Vous avez le droit de retirer une partie de votre capital de prévoyance pour votre propre logement, qu’il s’agisse de le financer totalement ou partiellement ou de rembourser un prêt hypothécaire. Vous n’avez le droit de financer qu’un seul objet à la fois. Si votre institution de prévoyance se trouve en situation d’insuffisance de couverture, elle peut limiter le montant à libérer ou le reporter dans le temps ou encore vous le refuser totalement. La notion de propre logement désigne l’occupation de l’objet par la personne assurée en tant que son domicile ou lieu de résidence habituel. Les objets admis sont l’appartement et la maison familiale, que cela soit en pleine propriété, en copropriété ou en droit de superficie distinct et permanent. Jusqu’à l’âge de 50 ans, la loi plafonne le montant du retrait de la prestation de libre passage disponible; au-delà, le maximum équivaut au montant de l’avoir de libre passage accumulé jusqu’à l’âge de cinquante ans. Un retrait doit être d’au moins 20'000 CHF et il reste autorisé jusqu’à trois ans avant la naissance du droit à la prestation de vieillesse. D’autres retraits sont autorisés à des intervalles d’au moins cinq ans. Chaque institution de prévoyance a le droit de définir, dans son règlement, que le versement peut être différé de six mois au plus à partir de la demande de retrait.

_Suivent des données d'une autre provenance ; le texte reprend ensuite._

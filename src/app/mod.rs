// Application layer - Use case interactors

pub mod container;
pub mod encode_interactor;
pub mod evaluate_interactor;

// Re-export interactors
pub use container::{AppContainer, DefaultAppContainer, Ports};
pub use encode_interactor::{EncodeInteractor, EncodeMode, EncodeRequest};
pub use evaluate_interactor::EvaluateInteractor;
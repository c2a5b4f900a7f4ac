// Adapters - External system implementations

pub mod exec_ffmpeg;
pub mod metrics_ffmpeg;
pub mod probe_ffprobe;
pub mod process;
pub mod scene_ffmpeg;

// Re-export adapters
pub use exec_ffmpeg::FfmpegTranscoder;
pub use metrics_ffmpeg::FfmpegQualityMeter;
pub use probe_ffprobe::FfprobeProbe;
pub use scene_ffmpeg::{FfmpegSceneDetector, SceneDetectorSettings};
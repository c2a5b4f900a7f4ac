//! Command implementations

use std::path::Path;

use anyhow::{Context, Result};
use tracing::info;

use crate::app::{AppContainer, DefaultAppContainer, EncodeMode, EncodeRequest};
use crate::cli::args::{EncodeArgs, EvaluateArgs, PlanArgs};
use crate::config::AppConfig;
use crate::engine::CancellationToken;
use crate::error::{PerShotError, PerShotResult};
use crate::output::{render_plan, render_quality, render_run, write_json};

/// Container extensions accepted as input
pub const SUPPORTED_EXTENSIONS: &[&str] = &["mp4", "avi", "mov", "mkv"];

/// Reject inputs whose extension is not a supported container
pub fn check_input_extension(path: &Path) -> PerShotResult<()> {
    let extension = path
        .extension()
        .and_then(|e| e.to_str())
        .map(|e| e.to_ascii_lowercase());
    match extension {
        Some(ext) if SUPPORTED_EXTENSIONS.contains(&ext.as_str()) => Ok(()),
        _ => Err(PerShotError::Config {
            message: format!(
                "unsupported input '{}', expected one of: {}",
                path.display(),
                SUPPORTED_EXTENSIONS.join(", ")
            ),
        }),
    }
}

/// File, then environment, then command-line overrides, then validation
pub fn load_config(
    config_path: Option<&Path>,
    overrides: impl FnOnce(&mut AppConfig),
) -> Result<AppConfig> {
    let mut config = AppConfig::load(config_path).context("Failed to load configuration")?;
    config
        .apply_env()
        .context("Invalid PERSHOT_* environment override")?;
    overrides(&mut config);
    config.validate().context("Invalid configuration")?;
    Ok(config)
}

/// Execute the encode command
pub async fn encode(
    args: EncodeArgs,
    config_path: Option<&Path>,
    cancel: &CancellationToken,
) -> Result<()> {
    check_input_extension(&args.input)?;
    let config = load_config(config_path, |config| args.apply(config))?;

    let mode = if args.single_pass {
        EncodeMode::SinglePass {
            resolution: args.resolution,
        }
    } else {
        EncodeMode::PerShot
    };
    info!(
        "Encoding {} -> {} ({:?}, {} worker(s))",
        args.input.display(),
        args.output.display(),
        mode,
        config.pool.workers
    );

    let container = DefaultAppContainer::new(config);
    let request = EncodeRequest {
        input: args.input.clone(),
        output: args.output.clone(),
        mode,
    };
    let report = container
        .encode_interactor()
        .execute(&request, cancel)
        .await
        .with_context(|| format!("Encoding {} failed", args.input.display()))?;

    print!("{}", render_run(&report));
    if let Some(path) = &args.report {
        write_json(&report, path).context("Failed to write run report")?;
    }
    Ok(())
}

/// Execute the plan command
pub async fn plan(
    args: PlanArgs,
    config_path: Option<&Path>,
    cancel: &CancellationToken,
) -> Result<()> {
    check_input_extension(&args.input)?;
    let config = load_config(config_path, |config| args.detection.apply(config))?;

    let container = DefaultAppContainer::new(config);
    let plan = container
        .encode_interactor()
        .plan(&args.input, cancel)
        .await
        .with_context(|| format!("Planning {} failed", args.input.display()))?;

    if args.json {
        let json = serde_json::to_string_pretty(&plan).context("Failed to serialize plan")?;
        println!("{}", json);
    } else {
        print!("{}", render_plan(&plan));
    }
    Ok(())
}

/// Execute the evaluate command
pub async fn evaluate(
    args: EvaluateArgs,
    config_path: Option<&Path>,
    cancel: &CancellationToken,
) -> Result<()> {
    let config = load_config(config_path, |_| {})?;

    let container = DefaultAppContainer::new(config);
    let quality = container
        .evaluate_interactor()
        .execute(&args.reference, &args.distorted, cancel)
        .await
        .context("Quality evaluation failed")?;

    if args.json {
        let json =
            serde_json::to_string_pretty(&quality).context("Failed to serialize quality report")?;
        println!("{}", json);
    } else {
        print!("{}", render_quality(&quality));
    }
    Ok(())
}
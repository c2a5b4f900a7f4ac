//! Shot descriptor construction from detector cut points

use serde::{Deserialize, Serialize};
use tracing::{debug, info, warn};

use crate::domain::model::{ActivitySample, ComplexitySource, CutPoint, ShotDescriptor};
use crate::error::{PerShotError, PerShotResult};

/// Cut points closer than this are the same boundary
const BOUNDARY_EPSILON: f64 = 1e-6;

/// Shot planning parameters
#[derive(Debug, Clone, PartialEq, Serialize, Deserialize)]
#[serde(default)]
pub struct ShotPlanConfig {
    /// Minimum allowed shot length in seconds
    pub min_shot_length: f64,
    /// Mean activity score that maps to complexity 1.0
    pub activity_ceiling: f64,
    /// Reference duration for the duration-only complexity fallback
    pub fallback_reference_secs: f64,
}

impl Default for ShotPlanConfig {
    fn default() -> Self {
        Self {
            min_shot_length: 0.5,
            activity_ceiling: 0.15,
            fallback_reference_secs: 5.0,
        }
    }
}

/// Builds the contiguous shot plan
pub struct ShotPlanner {
    config: ShotPlanConfig,
}

impl ShotPlanner {
    pub fn new(config: ShotPlanConfig) -> Self {
        Self { config }
    }

    /// Turn cut points into shots covering `[0, duration)` exactly
    pub fn build(
        &self,
        cuts: &[CutPoint],
        activity: &[ActivitySample],
        duration: f64,
    ) -> PerShotResult<Vec<ShotDescriptor>> {
        if !duration.is_finite() || duration <= 0.0 {
            return Err(PerShotError::InvalidPlan {
                message: format!("source duration must be positive, got {}", duration),
            });
        }

        let boundaries = self.boundaries(cuts, duration)?;
        let mut shots = Vec::with_capacity(boundaries.len() - 1);

        for (index, window) in boundaries.windows(2).enumerate() {
            let (start, end) = (window[0], window[1]);
            if end - start < self.config.min_shot_length {
                return Err(PerShotError::InvalidBoundary {
                    index,
                    start,
                    end,
                    min_shot_length: self.config.min_shot_length,
                });
            }

            let (complexity, complexity_source) = self.complexity(activity, start, end);
            shots.push(ShotDescriptor {
                index,
                start,
                end,
                duration: end - start,
                complexity,
                complexity_source,
            });
        }

        info!(
            "Planned {} shot(s) over {:.3}s from {} cut point(s)",
            shots.len(),
            duration,
            cuts.len()
        );
        Ok(shots)
    }

    /// Sorted, deduplicated boundary list including 0 and `duration`
    fn boundaries(&self, cuts: &[CutPoint], duration: f64) -> PerShotResult<Vec<f64>> {
        if let Some(bad) = cuts.iter().find(|c| !c.time.is_finite()) {
            return Err(PerShotError::InvalidPlan {
                message: format!("non-finite cut point {:?}", bad.time),
            });
        }

        let mut interior: Vec<f64> = cuts
            .iter()
            .map(|c| c.time)
            .filter(|t| *t > BOUNDARY_EPSILON && *t < duration - BOUNDARY_EPSILON)
            .collect();
        let dropped = cuts.len() - interior.len();
        if dropped > 0 {
            debug!("Dropped {} cut point(s) on or outside the implicit edges", dropped);
        }

        interior.sort_by(f64::total_cmp);
        interior.dedup_by(|a, b| (*a - *b).abs() <= BOUNDARY_EPSILON);

        let mut boundaries = Vec::with_capacity(interior.len() + 2);
        boundaries.push(0.0);
        boundaries.extend(interior);
        boundaries.push(duration);
        Ok(boundaries)
    }

    fn complexity(&self, activity: &[ActivitySample], start: f64, end: f64) -> (f64, ComplexitySource) {
        // The sample at the cut frame measures the cut itself, not the shot.
        let inside: Vec<f64> = activity
            .iter()
            .filter(|s| s.time > start + BOUNDARY_EPSILON && s.time < end)
            .map(|s| s.score)
            .filter(|s| s.is_finite())
            .collect();

        if inside.is_empty() {
            if !activity.is_empty() {
                warn!(
                    "No activity samples inside [{:.3}s, {:.3}s), using duration fallback",
                    start, end
                );
            }
            return (self.duration_fallback(end - start), ComplexitySource::DurationFallback);
        }

        let mean = inside.iter().sum::<f64>() / inside.len() as f64;
        let ceiling = self.config.activity_ceiling.max(f64::EPSILON);
        ((mean / ceiling).clamp(0.0, 1.0), ComplexitySource::Activity)
    }

    fn duration_fallback(&self, duration: f64) -> f64 {
        let reference = self.config.fallback_reference_secs.max(f64::EPSILON);
        (reference / (reference + duration.max(0.0))).clamp(0.0, 1.0)
    }
}
// Domain layer - Core types shared by every stage

pub mod model;
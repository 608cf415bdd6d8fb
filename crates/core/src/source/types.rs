//! Types for the torrent source contract.

use async_trait::async_trait;
use serde::{Deserialize, Serialize};
use thiserror::Error;

/// A torrent candidate discovered by a source.
#[derive(Debug, Clone, PartialEq, Eq, Serialize, Deserialize)]
pub struct TorrentResult {
    /// Display title as found at the source.
    pub title: String,
    /// "720p", "1080p" or "2160p", optionally followed by " 10bit" and/or the cam marker.
    pub quality: String,
    /// Info hash (uppercase hex) - used for deduplication. Never empty.
    pub info_hash: String,
    /// Magnet URI carrying the same info hash.
    pub magnet_url: String,
}

/// Errors that can occur while querying a single source.
#[derive(Debug, Clone, Error, PartialEq, Eq)]
pub enum SourceError {
    #[error("Couldn't GET {url}: {reason}")]
    Request { url: String, reason: String },

    #[error("Bad GET response from {url}: HTTP {status}")]
    BadStatus { url: String, status: u16 },

    #[error("Request timeout")]
    Timeout,

    #[error("Couldn't parse response: {0}")]
    Parse(String),

    #[error("Invalid identifier: {0:?}")]
    InvalidIdentifier(String),

    #[error("Internal error: {0}")]
    Internal(String),
}

impl SourceError {
    /// Classify a reqwest error the way every HTTP-backed source reports it.
    pub fn from_reqwest(url: &str, e: reqwest::Error) -> Self {
        if e.is_timeout() {
            SourceError::Timeout
        } else {
            SourceError::Request {
                url: url.to_string(),
                reason: e.to_string(),
            }
        }
    }
}

/// Trait for upstream torrent sources.
///
/// A source answers with either a (possibly empty) list of results or an
/// error, never both. It may read and fill the shared result cache and may
/// retry internally before answering.
#[async_trait]
pub trait Source: Send + Sync {
    /// Source name for logging, cache keys and the aggregator's source map.
    fn name(&self) -> &str;

    /// Look up torrents for an IMDb-style identifier.
    async fn check(&self, imdb_id: &str) -> Result<Vec<TorrentResult>, SourceError>;

    /// Whether `check_with_attempts` does anything beyond `check`.
    fn supports_retries(&self) -> bool {
        false
    }

    /// Like `check`, but tries up to `attempts` times before giving up.
    async fn check_with_attempts(
        &self,
        imdb_id: &str,
        _attempts: u32,
    ) -> Result<Vec<TorrentResult>, SourceError> {
        self.check(imdb_id).await
    }
}

/// Reject identifiers a source can't possibly search for.
pub fn validate_identifier(imdb_id: &str) -> Result<(), SourceError> {
    if imdb_id.trim().is_empty() {
        return Err(SourceError::InvalidIdentifier(imdb_id.to_string()));
    }
    Ok(())
}

#[cfg(test)]
mod tests {
    use super::*;

    #[test]
    fn test_torrent_result_serialization() {
        let result = TorrentResult {
            title: "Big Buck Bunny".to_string(),
            quality: "1080p 10bit".to_string(),
            info_hash: "DD8255ECDC7CA55FB0BBF81323D87062DB1F6D1C".to_string(),
            magnet_url: "magnet:?xt=urn:btih:DD8255ECDC7CA55FB0BBF81323D87062DB1F6D1C".to_string(),
        };

        let json = serde_json::to_string(&result).unwrap();
        let parsed: TorrentResult = serde_json::from_str(&json).unwrap();

        assert_eq!(parsed, result);
    }

    #[test]
    fn test_source_error_messages() {
        let err = SourceError::BadStatus {
            url: "https://example.org/x".to_string(),
            status: 503,
        };
        assert_eq!(
            err.to_string(),
            "Bad GET response from https://example.org/x: HTTP 503"
        );

        let err = SourceError::InvalidIdentifier(String::new());
        assert_eq!(err.to_string(), "Invalid identifier: \"\"");
    }

    #[test]
    fn test_validate_identifier() {
        assert!(validate_identifier("tt0111161").is_ok());
        assert!(matches!(
            validate_identifier(""),
            Err(SourceError::InvalidIdentifier(_))
        ));
        assert!(matches!(
            validate_identifier("   "),
            Err(SourceError::InvalidIdentifier(_))
        ));
    }

    struct Plain;

    #[async_trait]
    impl Source for Plain {
        fn name(&self) -> &str {
            "plain"
        }

        async fn check(&self, _imdb_id: &str) -> Result<Vec<TorrentResult>, SourceError> {
            Ok(vec![])
        }
    }

    #[tokio::test]
    async fn test_default_check_with_attempts_delegates_to_check() {
        let source = Plain;
        assert!(!source.supports_retries());
        let results = source.check_with_attempts("tt1", 5).await.unwrap();
        assert!(results.is_empty());
    }
}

Attention aux conséquences d’un retrait en capital!

En cas de retrait, les prestations de vieillesse sont diminuées, de même souvent que les prestations aux survivants et d’invalidité – cela dépend du règlement de la caisse de retraite. Un retrait effectué par un couple, marié ou en partenariat enregistré, n’est admis qu’avec le consentement écrit de l’un et de l’autre. En cas de vente du logement ou en cas de décès, le retrait doit être remboursé à l’institution de prévoyance du 2e pilier. Aux yeux du fisc, un retrait est taxé comme capital provenant de la prévoyance. Plutôt que d’effectuer un retrait, une autre solution consiste à mettre en gage, auprès d’un assureur ou d’une banque, le droit aux prestations de prévoyance ou bien un montant à concurrence de la prestation de libre passage acquise, cela en contrepartie d’un prêt hypothécaire à des conditions plus favorables.